JOURNAL OF EMERGING TECHNOLOGIES IN WEB INTELLIGENCE, VOL. 4, NO. 3, AUGUST 2012
297
An International Comparison on Need Analysis
of Web Counseling System Design
Takaaki GOTO
Graduate School of Informatics and Engineering, The University of Electro-Communications, Japan
Email: gototakaaki@uec.ac.jp
Chieko KATO, Futoshi SUGIMOTO, Kensei TSUCHIDA
Department of Information Sciences and Arts, Toyo University, Japan
Email: {kato-c, f sugi, kensei}@toyo.jp
Abstract— Recently, more people are working abroad, and
there is an increasing number of people with mental health
problems. It is very difficult to find a place to get treatment,
therefore online counseling is becoming more and more
popular these days. We are making an online web counseling
system to support the mental health of people working
abroad. The design of this web counseling site needs to be in
color, and the screen is all they can see, and people who look
at a web site may be alerted about something hidden, so what
they see on this screen should help them feel comfortable and
be encouraged to try online counseling. We researched the
way online counseling is conducted in foreign countries. We
noticed that the color of this web counseling site is different
depending on which country you are from. When it comes
to web counseling, color is definitely important.
Index Terms— web counseling, design, analysis of variance,
international comparison
I. I NTRODUCTION
According to figures released by the Foreign Affairs
Ministry, since 2005 Japanese people living abroad has
topped ten million and is increasing year by year[1].

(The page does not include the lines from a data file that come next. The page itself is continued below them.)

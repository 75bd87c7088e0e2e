// SPDX-License-Identifier: BUSL-1.1
// Copyright (c) 2026 Alfred Jean LLC

use std::path::PathBuf;
use std::time::Duration;

use clap::Parser;

/// Telegram-to-tmux bridge for AI coding agents.
#[derive(Debug, Clone, Parser)]
#[command(name = "ccbot", version, about)]
pub struct Config {
    /// Telegram bot token.
    #[arg(long, env = "CCBOT_TOKEN")]
    pub token: Option<String>,

    /// Comma-separated numeric Telegram user IDs allowed to use the bridge.
    /// Everyone else is rejected silently.
    #[arg(long, env = "CCBOT_ALLOWED_USERS")]
    pub allowed_users: Option<String>,

    /// Directory for persistent state files.
    #[arg(long, env = "CCBOT_CONFIG_DIR", default_value = "~/.ccbot")]
    pub config_dir: String,

    /// tmux session hosting all agent windows.
    #[arg(long, env = "CCBOT_TMUX_SESSION", default_value = "ccbot")]
    pub tmux_session: String,

    /// Command started in each new agent window.
    #[arg(long, env = "CCBOT_AGENT_COMMAND", default_value = "claude")]
    pub agent_command: String,

    /// Transcript monitor tick in seconds.
    #[arg(long, env = "CCBOT_POLL_INTERVAL", default_value = "2.0")]
    pub poll_interval: f64,

    /// Pane status poll tick in seconds.
    #[arg(long, env = "CCBOT_STATUS_POLL_INTERVAL", default_value = "1.0")]
    pub status_poll_interval: f64,

    /// Log format (json or text).
    #[arg(long, env = "CCBOT_LOG_FORMAT", default_value = "text")]
    pub log_format: String,

    /// Log level (trace, debug, info, warn, error).
    #[arg(long, env = "CCBOT_LOG_LEVEL", default_value = "info")]
    pub log_level: String,
}

impl Config {
    /// Validate the configuration for `run` mode.
    ///
    /// Subcommands (`hook`, `sync`) have their own, smaller requirements and
    /// skip this.
    pub fn validate(&self) -> anyhow::Result<()> {
        if self.token.as_deref().unwrap_or("").is_empty() {
            anyhow::bail!("CCBOT_TOKEN is required");
        }
        let users = self.allowed_user_ids()?;
        if users.is_empty() {
            anyhow::bail!("CCBOT_ALLOWED_USERS must list at least one numeric user id");
        }
        if self.poll_interval <= 0.0 || self.status_poll_interval <= 0.0 {
            anyhow::bail!("poll intervals must be positive");
        }
        Ok(())
    }

    /// Parse the allowlist into numeric IDs. Empty input yields an empty list.
    pub fn allowed_user_ids(&self) -> anyhow::Result<Vec<u64>> {
        let raw = self.allowed_users.as_deref().unwrap_or("");
        let mut ids = Vec::new();
        for part in raw.split(',') {
            let part = part.trim();
            if part.is_empty() {
                continue;
            }
            let id: u64 = part
                .parse()
                .map_err(|_| anyhow::anyhow!("invalid user id in allowlist: {part}"))?;
            ids.push(id);
        }
        Ok(ids)
    }

    /// The state directory with `~` expanded against `$HOME`.
    pub fn config_dir(&self) -> PathBuf {
        expand_home(&self.config_dir)
    }

    pub fn state_path(&self) -> PathBuf {
        self.config_dir().join("state.json")
    }

    pub fn session_map_path(&self) -> PathBuf {
        self.config_dir().join("session_map.json")
    }

    pub fn monitor_state_path(&self) -> PathBuf {
        self.config_dir().join("monitor_state.json")
    }

    pub fn skills_path(&self) -> PathBuf {
        self.config_dir().join("skills.json")
    }

    pub fn notify_path(&self) -> PathBuf {
        self.config_dir().join("notify.json")
    }

    pub fn poll_interval(&self) -> Duration {
        Duration::from_secs_f64(self.poll_interval)
    }

    pub fn status_poll_interval(&self) -> Duration {
        Duration::from_secs_f64(self.status_poll_interval)
    }
}

/// Apply dotenv files first-wins: the process environment beats `./.env`,
/// which beats `<config_dir>/.env`. `dotenvy` never overrides variables that
/// are already set, so load order is priority order.
pub fn load_dotenv() {
    let _ = dotenvy::from_path("./.env");
    if let Ok(raw_dir) = std::env::var("CCBOT_CONFIG_DIR") {
        let _ = dotenvy::from_path(expand_home(&raw_dir).join(".env"));
    } else {
        let _ = dotenvy::from_path(expand_home("~/.ccbot").join(".env"));
    }
}

fn expand_home(raw: &str) -> PathBuf {
    if let Some(rest) = raw.strip_prefix("~/") {
        let home = std::env::var("HOME").unwrap_or_else(|_| ".".to_owned());
        return PathBuf::from(home).join(rest);
    }
    PathBuf::from(raw)
}

#[cfg(test)]
#[path = "config_tests.rs"]
mod tests;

Also, there are a lot of foreigners living in and visiting
Japan, especially from the U.S and China [2], [3]. People
living in foreign countries face many problems, such as
language, culture, human relationships and having to live
alone away from their families. This causes mental health
problems. We organized a project team to support those
people working abroad. Our team has professionals, who
help out with legal matters, computer technology, psychological problems and nursing [4], [5]. Online counseling
is very useful, and can often be accessed by people living
far away and in their own language. For example, Chinese
and English speaking people living in Japan can get help,
even if they don ’t speak Japanese. Japanese people living
abroad in a remote area where there are no psychiatrists
or psychologists can also seek counseling online.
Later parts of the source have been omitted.